Sunday, February 23, 2014

Baxter Black - Cow's hard birth leads to tongue bath

It had been a long day for Steffan working with frozen pipes, touchy tractors, cranky cows and a stuffy nose. A headache had kept him banging his head against the wall from 6 a.m. to sundown.

His wife and kids went to town that evening, leaving him alone. He was hungry but decided to take cold medicine and a nap before heating up the food she’d left him.

He fell asleep in the chair and slept through supper. It was 10:30 when the family returned.

Steffan woke and went out to check the calvy heifers before retiring. He pulled on his overshoes, coat and cap and groggily stumbled out to the calving lot.

“Ump,” He groaned, “A cow in need.” She lay on her belly straining as one shiny hoof peeked in and out. He struggled out of his coat and retrieved a nylon calving strap from the shed. Attaching it to the protruding foot, he pulled. No luck. “Dang it,” spoke his hazy brain, “I need still another strap.”

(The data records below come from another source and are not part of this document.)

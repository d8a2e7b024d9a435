// src/config/models.rs
use crate::registry::ServiceDescriptor;
use anyhow::{bail, Result};
use serde::{Deserialize, Serialize};
use std::collections::HashSet;
use std::time::Duration;
use url::Url;

#[derive(Debug, Clone, Serialize, Deserialize)]
pub struct Config {
    #[serde(default)]
    pub monitor: MonitorConfig,
    #[serde(default)]
    pub registry: RegistryConfig,
    pub services: Vec<ServiceDescriptor>,
}

#[derive(Debug, Clone, Serialize, Deserialize)]
pub struct MonitorConfig {
    /// Poll cadence, measured cycle start to cycle start.
    #[serde(default = "default_interval_secs")]
    pub interval_secs: u64,
    /// Per-probe deadline.
    #[serde(default = "default_timeout_secs")]
    pub timeout_secs: u64,
    /// Upper bound on concurrent outbound probes within one sweep.
    #[serde(default = "default_batch_size")]
    pub batch_size: usize,
    /// How long a resolved base URL stays usable before re-resolution.
    #[serde(default = "default_cache_ttl_secs")]
    pub cache_ttl_secs: u64,
    /// When true, resolution with no override and no registry row is a hard
    /// error instead of the deterministic fallback.
    #[serde(default)]
    pub strict: bool,
    #[serde(default = "default_status_enabled")]
    pub status_enabled: bool,
    #[serde(default = "default_status_port")]
    pub status_port: u16,
}

#[derive(Debug, Clone, Default, Serialize, Deserialize)]
pub struct RegistryConfig {
    /// Base URL of the dynamic registry. Absent disables the dynamic
    /// resolution source entirely.
    #[serde(default)]
    pub base_url: Option<Url>,
    #[serde(default = "default_registry_timeout_secs")]
    pub timeout_secs: u64,
}

fn default_interval_secs() -> u64 {
    30
}

fn default_timeout_secs() -> u64 {
    5
}

fn default_batch_size() -> usize {
    8
}

fn default_cache_ttl_secs() -> u64 {
    300
}

fn default_status_enabled() -> bool {
    true
}

fn default_status_port() -> u16 {
    9090
}

fn default_registry_timeout_secs() -> u64 {
    3
}

impl Default for MonitorConfig {
    fn default() -> Self {
        Self {
            interval_secs: default_interval_secs(),
            timeout_secs: default_timeout_secs(),
            batch_size: default_batch_size(),
            cache_ttl_secs: default_cache_ttl_secs(),
            strict: false,
            status_enabled: default_status_enabled(),
            status_port: default_status_port(),
        }
    }
}

impl MonitorConfig {
    pub fn interval(&self) -> Duration {
        Duration::from_secs(self.interval_secs)
    }

    pub fn timeout(&self) -> Duration {
        Duration::from_secs(self.timeout_secs)
    }

    pub fn cache_ttl(&self) -> Duration {
        Duration::from_secs(self.cache_ttl_secs)
    }
}

impl RegistryConfig {
    pub fn timeout(&self) -> Duration {
        Duration::from_secs(self.timeout_secs)
    }
}

impl Config {
    pub fn validate(&self) -> Result<()> {
        if self.services.is_empty() {
            bail!("Configuration must declare at least one service");
        }
        if self.monitor.batch_size == 0 {
            bail!("monitor.batch_size must be at least 1");
        }
        if self.monitor.interval_secs == 0 {
            bail!("monitor.interval_secs must be at least 1");
        }

        let mut seen = HashSet::new();
        for service in &self.services {
            if !seen.insert(service.slug.as_str()) {
                bail!("Duplicate service slug: {}", service.slug);
            }
        }

        // Worst-case sweep duration is batch count x per-batch timeout; an
        // interval below that bound means perpetual catch-up.
        let batches =
            ((self.services.len() + self.monitor.batch_size - 1) / self.monitor.batch_size) as u64;
        if self.monitor.interval_secs < batches * self.monitor.timeout_secs {
            tracing::warn!(
                "Polling interval {}s is below worst-case sweep duration {}s; \
                 slow sweeps will delay the schedule",
                self.monitor.interval_secs,
                batches * self.monitor.timeout_secs
            );
        }

        Ok(())
    }
}
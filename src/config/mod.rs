// src/config/mod.rs
mod models;

pub use models::*;

use anyhow::{Context, Result};
use std::path::Path;

/// Load monitor configuration from a file (YAML or JSON, picked by extension).
pub async fn load_config<P: AsRef<Path>>(path: P) -> Result<Config> {
    let path = path.as_ref();
    let contents = tokio::fs::read_to_string(path)
        .await
        .with_context(|| format!("Failed to read config file {}", path.display()))?;

    let config: Config = match path.extension().and_then(|s| s.to_str()) {
        Some("yaml") | Some("yml") => {
            serde_yaml::from_str(&contents).context("Failed to parse YAML config")?
        }
        _ => serde_json::from_str(&contents).context("Failed to parse JSON config")?,
    };

    config.validate()?;
    Ok(config)
}
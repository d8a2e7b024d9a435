// src/main.rs
use anyhow::Result;
use hyper::{Body, Request, Response, Server, StatusCode};
use std::convert::Infallible;
use std::net::SocketAddr;
use std::sync::Arc;
use tokio::signal;
use tracing::{error, info};

use svc_monitor::{
    config,
    metrics::MetricsRegistry,
    poller::StatusPoller,
    probe::HealthProber,
    registry::ServiceCatalog,
    resolve::{EndpointCache, EnvConfigSource, HttpRegistryClient, Resolver},
    sweep::{HealthAggregator, SweepOptions},
};

#[tokio::main]
async fn main() -> Result<()> {
    // Initialize tracing
    tracing_subscriber::fmt()
        .with_env_filter(
            tracing_subscriber::EnvFilter::from_default_env()
                .add_directive("svc_monitor=debug".parse()?)
                .add_directive("hyper=info".parse()?),
        )
        .init();

    // Load configuration
    let config_path = std::env::args()
        .nth(1)
        .unwrap_or_else(|| "config.yaml".to_string());

    info!("Loading configuration from: {}", config_path);
    let config = config::load_config(&config_path).await?;

    // Initialize metrics
    let metrics_registry = Arc::new(MetricsRegistry::new()?);
    let metrics = metrics_registry.collector();

    // Static service catalog
    let catalog = Arc::new(ServiceCatalog::new(config.services.clone())?);
    info!("Loaded {} service descriptors", catalog.len());

    // Resolver: env overrides, optional dynamic registry, deterministic fallback
    let registry_client = config.registry.base_url.clone().map(|base_url| {
        Arc::new(HttpRegistryClient::new(base_url, config.registry.timeout()))
            as Arc<dyn svc_monitor::resolve::DynamicRegistry>
    });
    let resolver = Arc::new(
        Resolver::new(
            catalog.clone(),
            Arc::new(EndpointCache::new()),
            Arc::new(EnvConfigSource),
            registry_client,
        )
        .with_default_ttl(config.monitor.cache_ttl())
        .with_strict(config.monitor.strict),
    );

    // Prober -> aggregator -> poller
    let prober = Arc::new(HealthProber::new(resolver));
    let aggregator = Arc::new(HealthAggregator::new(prober, Some(metrics)));
    let sweep_options = SweepOptions {
        timeout: config.monitor.timeout(),
        batch_size: config.monitor.batch_size,
        filter: None,
    };
    let poller = Arc::new(StatusPoller::new(
        aggregator,
        catalog.all().to_vec(),
        sweep_options,
        config.monitor.interval(),
    ));
    poller.start().await;

    // Status/metrics endpoint
    if config.monitor.status_enabled {
        let status_addr: SocketAddr = ([0, 0, 0, 0], config.monitor.status_port).into();
        start_status_server(status_addr, poller.clone(), metrics_registry)?;
    }

    shutdown_signal().await;
    poller.teardown().await;
    info!("Monitor stopped");

    Ok(())
}

/// Serves the latest sweep report on /status and Prometheus text on /metrics.
fn start_status_server(
    addr: SocketAddr,
    poller: Arc<StatusPoller>,
    registry: Arc<MetricsRegistry>,
) -> Result<()> {
    let make_service = hyper::service::make_service_fn(move |_| {
        let poller = poller.clone();
        let registry = registry.clone();

        async move {
            Ok::<_, Infallible>(hyper::service::service_fn(move |req: Request<Body>| {
                let poller = poller.clone();
                let registry = registry.clone();

                async move {
                    let response = match req.uri().path() {
                        "/status" => status_response(&poller),
                        "/metrics" => Response::builder()
                            .status(StatusCode::OK)
                            .header("Content-Type", "text/plain; version=0.0.4")
                            .body(Body::from(registry.gather())),
                        _ => Response::builder()
                            .status(StatusCode::NOT_FOUND)
                            .body(Body::from("Not Found")),
                    };

                    Ok::<_, Infallible>(response.unwrap_or_else(|e| {
                        error!("Failed to build status response: {}", e);
                        Response::new(Body::from("internal error"))
                    }))
                }
            }))
        }
    });

    let server = Server::try_bind(&addr)?.serve(make_service);
    info!("Status server listening on http://{}/status", addr);

    tokio::spawn(async move {
        if let Err(e) = server.await {
            error!("Status server error: {}", e);
        }
    });

    Ok(())
}

fn status_response(poller: &StatusPoller) -> hyper::http::Result<Response<Body>> {
    match poller.latest_report() {
        Some(report) => {
            let body = serde_json::to_vec(report.as_ref()).unwrap_or_default();
            Response::builder()
                .status(StatusCode::OK)
                .header("Content-Type", "application/json")
                .body(Body::from(body))
        }
        None => Response::builder()
            .status(StatusCode::SERVICE_UNAVAILABLE)
            .body(Body::from("no sweep completed yet")),
    }
}

// Graceful shutdown handler
async fn shutdown_signal() {
    let ctrl_c = async {
        signal::ctrl_c()
            .await
            .expect("Failed to install Ctrl+C handler");
    };

    #[cfg(unix)]
    let terminate = async {
        signal::unix::signal(signal::unix::SignalKind::terminate())
            .expect("Failed to install signal handler")
            .recv()
            .await;
    };

    #[cfg(not(unix))]
    let terminate = std::future::pending::<()>();

    tokio::select! {
        _ = ctrl_c => {},
        _ = terminate => {},
    }

    info!("Shutdown signal received");
}
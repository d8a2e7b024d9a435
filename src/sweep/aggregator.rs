// src/sweep/aggregator.rs
use crate::metrics::MetricsCollector;
use crate::probe::{Probe, ProbeResult, ProbeStatus};
use crate::registry::ServiceDescriptor;
use chrono::{DateTime, Utc};
use futures::future::join_all;
use serde::Serialize;
use std::sync::Arc;
use std::time::Duration;
use tracing::{debug, info};
use uuid::Uuid;

/// Predicate applied to the descriptor set before probing. Both fields must
/// match when present.
#[derive(Debug, Clone, Default)]
pub struct SweepFilter {
    pub tier: Option<String>,
    pub slugs: Option<Vec<String>>,
}

impl SweepFilter {
    pub fn matches(&self, descriptor: &ServiceDescriptor) -> bool {
        if let Some(tier) = &self.tier {
            if descriptor.tier.as_deref() != Some(tier.as_str()) {
                return false;
            }
        }
        if let Some(slugs) = &self.slugs {
            if !slugs.iter().any(|s| s == &descriptor.slug) {
                return false;
            }
        }
        true
    }
}

#[derive(Debug, Clone)]
pub struct SweepOptions {
    /// Per-probe deadline, not a whole-sweep deadline.
    pub timeout: Duration,
    /// Upper bound on concurrent outbound probes.
    pub batch_size: usize,
    pub filter: Option<SweepFilter>,
}

impl Default for SweepOptions {
    fn default() -> Self {
        Self {
            timeout: Duration::from_secs(5),
            batch_size: 8,
            filter: None,
        }
    }
}

/// Immutable summary of one sweep. Replaces its predecessor wholesale; counts
/// always sum to `total`.
#[derive(Debug, Clone, Serialize)]
pub struct AggregateReport {
    pub sweep_id: Uuid,
    pub started_at: DateTime<Utc>,
    pub results: Vec<ProbeResult>,
    pub healthy: usize,
    pub unhealthy: usize,
    pub unknown: usize,
    pub total: usize,
}

impl AggregateReport {
    pub fn from_results(
        sweep_id: Uuid,
        started_at: DateTime<Utc>,
        results: Vec<ProbeResult>,
    ) -> Self {
        let mut healthy = 0;
        let mut unhealthy = 0;
        let mut unknown = 0;
        for result in &results {
            match result.status {
                ProbeStatus::Healthy => healthy += 1,
                ProbeStatus::Unhealthy => unhealthy += 1,
                ProbeStatus::Unknown => unknown += 1,
            }
        }

        Self {
            sweep_id,
            started_at,
            total: results.len(),
            results,
            healthy,
            unhealthy,
            unknown,
        }
    }

    /// Healthy share of the sweep; 0 when nothing was probed.
    pub fn percent_healthy(&self) -> f64 {
        if self.total == 0 {
            0.0
        } else {
            self.healthy as f64 / self.total as f64
        }
    }

    pub fn result_for(&self, slug: &str) -> Option<&ProbeResult> {
        self.results.iter().find(|r| r.slug == slug)
    }
}

/// Fans probes out across a descriptor set in bounded-size concurrent batches
/// and folds the outcomes into one report.
pub struct HealthAggregator {
    prober: Arc<dyn Probe>,
    metrics: Option<Arc<MetricsCollector>>,
}

impl HealthAggregator {
    pub fn new(prober: Arc<dyn Probe>, metrics: Option<Arc<MetricsCollector>>) -> Self {
        Self { prober, metrics }
    }

    /// Probes the filtered set batch by batch: everything within a batch runs
    /// in parallel, the next batch waits for the current one, so peak
    /// concurrency never exceeds the batch size.
    pub async fn run_sweep(
        &self,
        descriptors: &[Arc<ServiceDescriptor>],
        opts: &SweepOptions,
    ) -> AggregateReport {
        let sweep_id = Uuid::new_v4();
        let started_at = Utc::now();

        let targets: Vec<Arc<ServiceDescriptor>> = descriptors
            .iter()
            .filter(|d| opts.filter.as_ref().map_or(true, |f| f.matches(d)))
            .cloned()
            .collect();

        let batch_size = opts.batch_size.max(1);
        let mut results = Vec::with_capacity(targets.len());

        for batch in targets.chunks(batch_size) {
            debug!(
                "Sweep {} probing batch of {} services",
                sweep_id,
                batch.len()
            );
            let probes = batch
                .iter()
                .map(|descriptor| self.prober.probe(descriptor, opts.timeout));
            results.extend(join_all(probes).await);
        }

        if let Some(metrics) = &self.metrics {
            for result in &results {
                metrics.record_probe(result);
            }
        }

        let report = AggregateReport::from_results(sweep_id, started_at, results);

        if let Some(metrics) = &self.metrics {
            metrics.record_sweep(report.healthy, report.total);
        }

        info!(
            "Sweep {} complete: {}/{} healthy, {} unhealthy, {} unknown",
            sweep_id, report.healthy, report.total, report.unhealthy, report.unknown
        );
        report
    }
}
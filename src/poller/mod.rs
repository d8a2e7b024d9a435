// src/poller/mod.rs
mod poller;

pub use poller::{PollerState, StatusPoller, SweepError};
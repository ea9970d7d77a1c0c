use clap::{Args, Subcommand};

use super::OutputFormat;
use crate::models::Complaint;
use crate::service::DeskService;

/// Manage complaints
#[derive(Args)]
pub struct ComplaintCommand {
    #[command(subcommand)]
    pub command: ComplaintSubcommand,
}

#[derive(Subcommand)]
pub enum ComplaintSubcommand {
    /// File a complaint
    Add {
        /// Short subject line
        subject: String,

        /// Detailed description
        #[arg(long, default_value = "")]
        body: String,

        /// Who raised it
        #[arg(long, default_value = "anonymous")]
        raised_by: String,
    },

    /// List complaints
    List {
        /// Output format
        #[arg(long, short, value_enum, default_value = "text")]
        format: OutputFormat,

        /// Only show unresolved complaints
        #[arg(long)]
        open: bool,
    },

    /// Mark a complaint resolved
    Resolve {
        /// Complaint id
        id: String,
    },
}

impl ComplaintCommand {
    pub async fn run(&self, service: &DeskService) -> Result<(), Box<dyn std::error::Error>> {
        match &self.command {
            ComplaintSubcommand::Add {
                subject,
                body,
                raised_by,
            } => {
                let complaint = Complaint::new(subject, body, raised_by);
                service.save_complaint(&complaint).await?;
                println!("Filed complaint {} ({})", complaint.subject, complaint.id);
            }
            ComplaintSubcommand::List { format, open } => {
                let mut complaints = service.get_complaints().await?;
                if *open {
                    complaints.retain(|c| !c.resolved);
                }
                match format {
                    OutputFormat::Json => {
                        println!("{}", serde_json::to_string_pretty(&complaints)?);
                    }
                    OutputFormat::Text => {
                        if complaints.is_empty() {
                            println!("No complaints.");
                        }
                        for complaint in complaints {
                            let status = if complaint.resolved {
                                "resolved"
                            } else {
                                "open"
                            };
                            println!(
                                "[{}] {} — {} ({})",
                                status, complaint.subject, complaint.raised_by, complaint.id
                            );
                        }
                    }
                }
            }
            ComplaintSubcommand::Resolve { id } => {
                if service.resolve_complaint(id).await? {
                    println!("Resolved complaint {}", id);
                } else {
                    println!("No complaint with id {}", id);
                }
            }
        }
        Ok(())
    }
}
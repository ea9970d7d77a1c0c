use std::path::PathBuf;
use std::sync::Arc;

use clap::{Parser, Subcommand};
use tokio::sync::Mutex;
use tracing_subscriber::EnvFilter;

use opsdesk::commands::{
    ComplaintCommand, ConfigCommand, SnapshotCommand, SyncCommand, TaskCommand, UserCommand,
};
use opsdesk::config::Config;
use opsdesk::service::DeskService;
use opsdesk::store::LocalStore;
use opsdesk::sync::{MirrorClient, SyncState};

#[derive(Parser)]
#[command(name = "opsdesk")]
#[command(version)]
#[command(about = "Local-first operations console with snapshot sync", long_about = None)]
struct Cli {
    /// Path to config file
    #[arg(long, short, global = true)]
    config: Option<PathBuf>,

    #[command(subcommand)]
    command: Option<Commands>,
}

#[derive(Subcommand)]
enum Commands {
    /// Manage tasks
    Task(TaskCommand),

    /// Manage user accounts
    User(UserCommand),

    /// Manage complaints
    Complaint(ComplaintCommand),

    /// Sync with the remote mirror
    Sync(SyncCommand),

    /// Export or import full-store snapshots
    Snapshot(SnapshotCommand),

    /// Manage configuration
    Config(ConfigCommand),
}

#[tokio::main]
async fn main() {
    tracing_subscriber::fmt()
        .with_env_filter(EnvFilter::try_from_default_env().unwrap_or_else(|_| "opsdesk=warn".into()))
        .init();

    if let Err(e) = run().await {
        eprintln!("Error: {}", e);
        std::process::exit(1);
    }
}

async fn run() -> Result<(), Box<dyn std::error::Error>> {
    let cli = Cli::parse();

    let config = Config::load(cli.config)?;

    match cli.command {
        Some(Commands::Task(cmd)) => {
            let service = open_service(&config).await?;
            cmd.run(&service).await?;
        }
        Some(Commands::User(cmd)) => {
            let service = open_service(&config).await?;
            cmd.run(&service).await?;
        }
        Some(Commands::Complaint(cmd)) => {
            let service = open_service(&config).await?;
            cmd.run(&service).await?;
        }
        Some(Commands::Sync(cmd)) => {
            let service = open_service(&config).await?;
            cmd.run(service.mirror()).await?;
        }
        Some(Commands::Snapshot(cmd)) => {
            let service = open_service(&config).await?;
            cmd.run(service.store()).await?;
        }
        Some(Commands::Config(cmd)) => {
            cmd.run(&config)?;
        }
        None => {
            println!("Use --help to see available commands");
        }
    }

    Ok(())
}

async fn open_service(config: &Config) -> Result<DeskService, Box<dyn std::error::Error>> {
    let store = LocalStore::open(&config.database_path).await?;
    let state = SyncState::load(&config.sync_state_path)?;
    let mirror = MirrorClient::new(
        config.mirror_url.clone(),
        store.clone(),
        Arc::new(Mutex::new(state)),
    );
    Ok(DeskService::new(store, mirror))
}
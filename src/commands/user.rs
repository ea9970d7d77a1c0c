use clap::{Args, Subcommand, ValueEnum};

use super::OutputFormat;
use crate::models::{Role, User};
use crate::service::DeskService;

#[derive(Clone, Copy, ValueEnum)]
pub enum RoleArg {
    Admin,
    Operator,
}

impl From<RoleArg> for Role {
    fn from(role: RoleArg) -> Self {
        match role {
            RoleArg::Admin => Role::Admin,
            RoleArg::Operator => Role::Operator,
        }
    }
}

/// Manage user accounts
#[derive(Args)]
pub struct UserCommand {
    #[command(subcommand)]
    pub command: UserSubcommand,
}

#[derive(Subcommand)]
pub enum UserSubcommand {
    /// List all users (seeds the default accounts on first use)
    List {
        /// Output format
        #[arg(long, short, value_enum, default_value = "text")]
        format: OutputFormat,
    },

    /// Add a user
    Add {
        /// Display name
        name: String,

        /// Account role
        #[arg(long, value_enum, default_value = "operator")]
        role: RoleArg,
    },

    /// Remove a user
    Remove {
        /// User id
        id: String,
    },
}

impl UserCommand {
    pub async fn run(&self, service: &DeskService) -> Result<(), Box<dyn std::error::Error>> {
        match &self.command {
            UserSubcommand::List { format } => {
                let users = service.get_users().await?;
                match format {
                    OutputFormat::Json => {
                        println!("{}", serde_json::to_string_pretty(&users)?);
                    }
                    OutputFormat::Text => {
                        for user in users {
                            let flag = if user.active { "" } else { " (inactive)" };
                            println!("{} — {} ({}){}", user.name, user.role, user.id, flag);
                        }
                    }
                }
            }
            UserSubcommand::Add { name, role } => {
                let user = User::new(name, (*role).into());
                service.save_user(&user).await?;
                println!("Added {} ({})", user.name, user.id);
            }
            UserSubcommand::Remove { id } => {
                service.delete_user(id).await?;
                println!("Removed user {}", id);
            }
        }
        Ok(())
    }
}
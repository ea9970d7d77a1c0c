//! Sync CLI commands for managing the remote mirror relationship.

use clap::{Args, Subcommand};
use uuid::Uuid;

use crate::sync::{MirrorClient, PullOutcome, SyncError};

/// Sync with the remote mirror
#[derive(Args)]
pub struct SyncCommand {
    #[command(subcommand)]
    pub command: SyncSubcommand,
}

#[derive(Subcommand)]
pub enum SyncSubcommand {
    /// Show sync key and last-synchronized time
    Status,

    /// Adopt a sync key and hydrate from whatever it already holds
    SetKey {
        /// The key; omit to generate a fresh one
        key: Option<String>,
    },

    /// Drop the sync key and return to local-only mode
    ClearKey,

    /// Push the local snapshot to the mirror now
    Push,

    /// Pull the mirror snapshot down now
    Pull,
}

impl SyncCommand {
    pub async fn run(&self, mirror: &MirrorClient) -> Result<(), Box<dyn std::error::Error>> {
        match &self.command {
            SyncSubcommand::Status => {
                match mirror.sync_key().await {
                    Some(key) => {
                        println!("Sync key:    {}", key);
                        match mirror.last_synced().await {
                            Some(at) => println!("Last synced: {}", at.to_rfc3339()),
                            None => println!("Last synced: never"),
                        }
                    }
                    None => {
                        println!("Status: local-only (no sync key)");
                        println!();
                        println!("Adopt a key with:");
                        println!();
                        println!("  opsdesk sync set-key [KEY]");
                    }
                }
                Ok(())
            }
            SyncSubcommand::SetKey { key } => {
                let key = key.clone().unwrap_or_else(|| Uuid::new_v4().to_string());
                println!("Adopting sync key {}...", key);

                match mirror.set_sync_key(&key).await {
                    Ok(PullOutcome::Registered) => {
                        println!("Key registered; the mirror now holds this console's data.");
                    }
                    Ok(PullOutcome::Hydrated) => {
                        println!("Hydrated local data from the mirror.");
                    }
                    Err(SyncError::Transport(e)) => {
                        // The key stays set; sync resumes when the mirror
                        // is reachable again.
                        println!("Key saved, but the mirror is unreachable: {}", e);
                    }
                    Err(e) => return Err(e.into()),
                }
                Ok(())
            }
            SyncSubcommand::ClearKey => {
                mirror.clear_sync_key().await?;
                println!("Sync key cleared; running local-only.");
                Ok(())
            }
            SyncSubcommand::Push => {
                mirror.push().await?;
                println!("Pushed snapshot to mirror.");
                Ok(())
            }
            SyncSubcommand::Pull => {
                match mirror.pull().await? {
                    PullOutcome::Registered => {
                        println!("Mirror slot was empty; registered local snapshot.")
                    }
                    PullOutcome::Hydrated => println!("Hydrated local data from the mirror."),
                }
                Ok(())
            }
        }
    }
}
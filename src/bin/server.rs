//! OpsDesk Mirror Server
//!
//! Stores one full-store snapshot per sync key and serves it back to any
//! console holding that key.
//!
//! # Configuration
//!
//! Environment variables:
//! - `OPSDESK_SERVER_PORT`: Port to listen on (default: 8787)
//! - `OPSDESK_SERVER_DB`: Path to the snapshot database
//!   (default: ~/.local/share/opsdesk-server/mirror.db)
//!
//! # Endpoints
//!
//! - `GET /api/sync?key=<syncKey>`: Fetch the snapshot for a key
//! - `POST /api/sync?key=<syncKey>`: Create or replace the snapshot
//! - `GET /health`: Health check endpoint

use std::net::SocketAddr;
use std::path::PathBuf;

use tracing_subscriber::{layer::SubscriberExt, util::SubscriberInitExt};

use opsdesk::server;

/// Server configuration
#[derive(Debug, Clone)]
struct Config {
    /// Port to listen on
    port: u16,
    /// Path to the snapshot database
    db_path: PathBuf,
}

impl Config {
    /// Load configuration from environment variables
    fn from_env() -> Self {
        let port = std::env::var("OPSDESK_SERVER_PORT")
            .ok()
            .and_then(|p| p.parse().ok())
            .unwrap_or(8787);

        let db_path = std::env::var("OPSDESK_SERVER_DB")
            .map(PathBuf::from)
            .unwrap_or_else(|_| {
                dirs::data_dir()
                    .unwrap_or_else(|| PathBuf::from("."))
                    .join("opsdesk-server")
                    .join("mirror.db")
            });

        Self { port, db_path }
    }
}

#[tokio::main]
async fn main() {
    tracing_subscriber::registry()
        .with(
            tracing_subscriber::EnvFilter::try_from_default_env()
                .unwrap_or_else(|_| "opsdesk_server=info,opsdesk=info,tower_http=info".into()),
        )
        .with(tracing_subscriber::fmt::layer())
        .init();

    let config = Config::from_env();
    tracing::info!("Snapshot database: {}", config.db_path.display());

    let pool = match server::init_mirror_db(&config.db_path).await {
        Ok(pool) => pool,
        Err(e) => {
            tracing::error!("Failed to open snapshot database: {}", e);
            std::process::exit(1);
        }
    };

    let app = server::app(pool);

    let addr = SocketAddr::from(([0, 0, 0, 0], config.port));
    tracing::info!("Starting mirror server on {}", addr);

    let listener = match tokio::net::TcpListener::bind(addr).await {
        Ok(listener) => listener,
        Err(e) => {
            tracing::error!("Failed to bind {}: {}", addr, e);
            std::process::exit(1);
        }
    };

    if let Err(e) = axum::serve(listener, app).await {
        tracing::error!("Server error: {}", e);
        std::process::exit(1);
    }
}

He procured it and hooked up the second foot, placing the two unattached ends of the straps around his wrists. He sat down behind the mama cow, propping his boots up against her rear end to gain some leverage. When he leaned back, it startled her. She rose in a fit of bewilderment to rid herself of the human attachment. The faster she ran, the heavier the attachment grew. Centrifugal force disallowed neither of the two straps on his wrists to loosen.

Stuck like a rock in David’s slingshot, Steffan’s lower extremities pounded and pummeled posts and rock-hard clods. His knees, hips, limbs, buttocks, calves and heels managed to find every frozen track and petrified cowpie in the pen, depending on his centrifugal position.

He circled the pen at least three times, and, because he’d left the gate open, he circled the adjoining pen an equal number.